[<prev] [next>] [<thread-prev] [thread-next>] [day] [month] [year] [list]
Message-ID: <CAL+tcoBdUJSTGKG2UhUtNi6z6CvkYR-QdgWd62K4xGi1RXyqqw@mail.gmail.com>
Date: Wed, 15 Jan 2025 08:43:35 +0800
From: Jason Xing <kerneljasonxing@...il.com>
To: Martin KaFai Lau <martin.lau@...ux.dev>
Cc: davem@...emloft.net, edumazet@...gle.com, kuba@...nel.org,
pabeni@...hat.com, dsahern@...nel.org, willemdebruijn.kernel@...il.com,
willemb@...gle.com, ast@...nel.org, daniel@...earbox.net, andrii@...nel.org,
eddyz87@...il.com, song@...nel.org, yonghong.song@...ux.dev,
john.fastabend@...il.com, kpsingh@...nel.org, sdf@...ichev.me,
haoluo@...gle.com, jolsa@...nel.org, horms@...nel.org, bpf@...r.kernel.org,
netdev@...r.kernel.org
Subject: Re: [PATCH net-next v5 02/15] net-timestamp: prepare for bpf prog use
On Wed, Jan 15, 2025 at 8:37 AM Jason Xing <kerneljasonxing@...il.com> wrote:
>
> On Wed, Jan 15, 2025 at 8:26 AM Martin KaFai Lau <martin.lau@...ux.dev> wrote:
> >
> > On 1/14/25 4:15 PM, Jason Xing wrote:
> > > On Wed, Jan 15, 2025 at 8:09 AM Jason Xing <kerneljasonxing@...il.com> wrote:
> > >>
> > >> On Wed, Jan 15, 2025 at 7:40 AM Martin KaFai Lau <martin.lau@...ux.dev> wrote:
> > >>>
> > >>> On 1/12/25 3:37 AM, Jason Xing wrote:
> > >>>> Later, I would introduce three points to report some information
> > >>>> to user space based on this.
> > >>>>
> > >>>> Signed-off-by: Jason Xing <kerneljasonxing@...il.com>
> > >>>> ---
> > >>>> include/net/sock.h | 7 +++++++
> > >>>> net/core/sock.c | 14 ++++++++++++++
> > >>>> 2 files changed, 21 insertions(+)
> > >>>>
> > >>>> diff --git a/include/net/sock.h b/include/net/sock.h
> > >>>> index f5447b4b78fd..dd874e8337c0 100644
> > >>>> --- a/include/net/sock.h
> > >>>> +++ b/include/net/sock.h
> > >>>> @@ -2930,6 +2930,13 @@ int sock_set_timestamping(struct sock *sk, int optname,
> > >>>> struct so_timestamping timestamping);
> > >>>>
> > >>>> void sock_enable_timestamps(struct sock *sk);
> > >>>> +#if defined(CONFIG_CGROUP_BPF) && defined(CONFIG_BPF_SYSCALL)
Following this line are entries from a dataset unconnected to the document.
//! Deterministic serialization of the three artifact types.
//!
//! Two runs over byte-identical input must produce byte-identical output:
//! artifact maps are `BTreeMap`s, frequency tables carry a total order, no
//! timestamps are embedded, and floats render through their shortest
//! round-trip `Display` form. The text format is field-per-line with
//! indented nested blocks, in the manner of the `.pbtxt` artifacts the
//! surrounding pipeline persists.
//!
//! # Example
//!
//! ```rust
//! use drift_guard::formatters::{ArtifactFormatter, TextFormatter};
//! use drift_guard::detector::AnomaliesReport;
//!
//! let formatter = TextFormatter::new();
//! let report = AnomaliesReport::default();
//! let text = formatter.format_anomalies(&report).unwrap();
//! assert_eq!(text, "num_anomalies: 0\n");
//! ```

use std::fmt::Write;

use crate::detector::AnomaliesReport;
use crate::error::{GuardError, GuardResult};
use crate::schema::{Domain, Schema};
use crate::statistics::{DatasetStatistics, FeatureValueStats, ValueCounts};

/// Configuration options for artifact formatting.
#[derive(Debug, Clone)]
pub struct FormatterConfig {
    /// Maximum frequency-table entries rendered per feature.
    pub max_top_values: usize,
    /// Whether numeric histograms are rendered.
    pub include_histograms: bool,
}

impl Default for FormatterConfig {
    fn default() -> Self {
        Self {
            max_top_values: 20,
            include_histograms: true,
        }
    }
}

impl FormatterConfig {
    /// A compact configuration without histograms.
    pub fn minimal() -> Self {
        Self {
            max_top_values: 5,
            include_histograms: false,
        }
    }

    /// Sets the frequency-table rendering cap.
    pub fn with_max_top_values(mut self, max: usize) -> Self {
        self.max_top_values = max;
        self
    }

    /// Sets whether histograms are rendered.
    pub fn with_histograms(mut self, include: bool) -> Self {
        self.include_histograms = include;
        self
    }
}

/// Formats the three artifact types into a serialized representation.
pub trait ArtifactFormatter {
    /// Formats dataset statistics.
    fn format_statistics(&self, stats: &DatasetStatistics) -> GuardResult<String>;

    /// Formats an inferred schema.
    fn format_schema(&self, schema: &Schema) -> GuardResult<String>;

    /// Formats an anomalies report.
    fn format_anomalies(&self, report: &AnomaliesReport) -> GuardResult<String>;
}

/// Human-readable, field-per-line text formatter.
#[derive(Debug, Clone, Default)]
pub struct TextFormatter {
    config: FormatterConfig,
}

impl TextFormatter {
    /// Create a text formatter with default configuration.
    pub fn new() -> Self {
        Self::default()
    }

    /// Create a text formatter with the given configuration.
    pub fn with_config(config: FormatterConfig) -> Self {
        Self { config }
    }
}

impl ArtifactFormatter for TextFormatter {
    fn format_statistics(&self, stats: &DatasetStatistics) -> GuardResult<String> {
        let mut out = String::new();
        line(&mut out, format_args!("num_examples: {}", stats.num_examples))?;
        for feature in stats.features.values() {
            line(&mut out, format_args!("feature {{"))?;
            line(&mut out, format_args!("  name: {:?}", feature.name))?;
            line(&mut out, format_args!("  kind: {}", feature.kind))?;
            line(&mut out, format_args!("  total_count: {}", feature.total_count))?;
            line(&mut out, format_args!("  missing_count: {}", feature.missing_count))?;
            match &feature.values {
                FeatureValueStats::Numeric(numeric) => {
                    line(&mut out, format_args!("  min: {}", numeric.min))?;
                    line(&mut out, format_args!("  max: {}", numeric.max))?;
                    line(&mut out, format_args!("  mean: {}", numeric.mean))?;
                    line(&mut out, format_args!("  stddev: {}", numeric.stddev))?;
                    line(&mut out, format_args!("  num_zeros: {}", numeric.num_zeros))?;
                    if self.config.include_histograms {
                        for bucket in &numeric.histogram {
                            line(
                                &mut out,
                                format_args!(
                                    "  bucket {{ low: {} high: {} count: {} }}",
                                    bucket.low, bucket.high, bucket.count
                                ),
                            )?;
                        }
                    }
                }
                FeatureValueStats::Frequency(frequency) => {
                    line(
                        &mut out,
                        format_args!("  unique_count: {}", frequency.unique_count),
                    )?;
                    let tag = match frequency.value_counts {
                        ValueCounts::Exhaustive(_) => "EXHAUSTIVE",
                        ValueCounts::Truncated(_) => "TRUNCATED",
                    };
                    line(&mut out, format_args!("  retention: {tag}"))?;
                    for entry in frequency.top_values(self.config.max_top_values) {
                        line(
                            &mut out,
                            format_args!(
                                "  value {{ value: {:?} count: {} }}",
                                entry.value, entry.count
                            ),
                        )?;
                    }
                }
            }
            line(&mut out, format_args!("}}"))?;
        }
        Ok(out)
    }

    fn format_schema(&self, schema: &Schema) -> GuardResult<String> {
        let mut out = String::new();
        line(&mut out, format_args!("num_features: {}", schema.num_features()))?;
        for (name, spec) in &schema.features {
            line(&mut out, format_args!("feature {{"))?;
            line(&mut out, format_args!("  name: {name:?}"))?;
            line(&mut out, format_args!("  kind: {}", spec.kind))?;
            line(&mut out, format_args!("  presence: {}", spec.presence))?;
            match &spec.domain {
                Domain::Range { min, max } => {
                    line(&mut out, format_args!("  domain {{ min: {min} max: {max} }}"))?;
                }
                Domain::Values(values) => {
                    line(&mut out, format_args!("  domain {{"))?;
                    for value in values {
                        line(&mut out, format_args!("    value: {value:?}"))?;
                    }
                    line(&mut out, format_args!("  }}"))?;
                }
                Domain::Open => {
                    line(&mut out, format_args!("  domain {{ open: true }}"))?;
                }
            }
            line(&mut out, format_args!("}}"))?;
        }
        Ok(out)
    }

    fn format_anomalies(&self, report: &AnomaliesReport) -> GuardResult<String> {
        let mut out = String::new();
        line(&mut out, format_args!("num_anomalies: {}", report.len()))?;
        for anomaly in report.iter() {
            line(&mut out, format_args!("anomaly {{"))?;
            line(&mut out, format_args!("  feature: {:?}", anomaly.feature))?;
            line(&mut out, format_args!("  kind: {}", anomaly.kind))?;
            line(&mut out, format_args!("  severity: {}", anomaly.severity))?;
            line(
                &mut out,
                format_args!("  short_description: {:?}", anomaly.short_description),
            )?;
            line(
                &mut out,
                format_args!("  long_description: {:?}", anomaly.long_description),
            )?;
            for sample in &anomaly.sample_values {
                line(&mut out, format_args!("  sample_value: {sample:?}"))?;
            }
            line(&mut out, format_args!("}}"))?;
        }
        Ok(out)
    }
}

/// Pretty-printed JSON formatter backed by serde.
#[derive(Debug, Clone, Default)]
pub struct JsonFormatter;

impl JsonFormatter {
    /// Create a JSON formatter.
    pub fn new() -> Self {
        Self
    }
}

impl ArtifactFormatter for JsonFormatter {
    fn format_statistics(&self, stats: &DatasetStatistics) -> GuardResult<String> {
        Ok(serde_json::to_string_pretty(stats)?)
    }

    fn format_schema(&self, schema: &Schema) -> GuardResult<String> {
        Ok(serde_json::to_string_pretty(schema)?)
    }

    fn format_anomalies(&self, report: &AnomaliesReport) -> GuardResult<String> {
        Ok(serde_json::to_string_pretty(report)?)
    }
}

fn line(out: &mut String, args: std::fmt::Arguments<'_>) -> GuardResult<()> {
    out.write_fmt(args)
        .and_then(|_| out.write_char('\n'))
        .map_err(|e| GuardError::Serialization(e.to_string()))
}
> > >>>> +void bpf_skops_tx_timestamping(struct sock *sk, struct sk_buff *skb, int op);
> > >>>> +#else
> > >>>> +static inline void bpf_skops_tx_timestamping(struct sock *sk, struct sk_buff *skb, int op)
> > >>>> +{
> > >>>> +}
> > >>>> +#endif
> > >>>> void sock_no_linger(struct sock *sk);
> > >>>> void sock_set_keepalive(struct sock *sk);
> > >>>> void sock_set_priority(struct sock *sk, u32 priority);
> > >>>> diff --git a/net/core/sock.c b/net/core/sock.c
> > >>>> index eae2ae70a2e0..e06bcafb1b2d 100644
> > >>>> --- a/net/core/sock.c
> > >>>> +++ b/net/core/sock.c
> > >>>> @@ -948,6 +948,20 @@ int sock_set_timestamping(struct sock *sk, int optname,
> > >>>> return 0;
> > >>>> }
> > >>>>
> > >>>> +#if defined(CONFIG_CGROUP_BPF) && defined(CONFIG_BPF_SYSCALL)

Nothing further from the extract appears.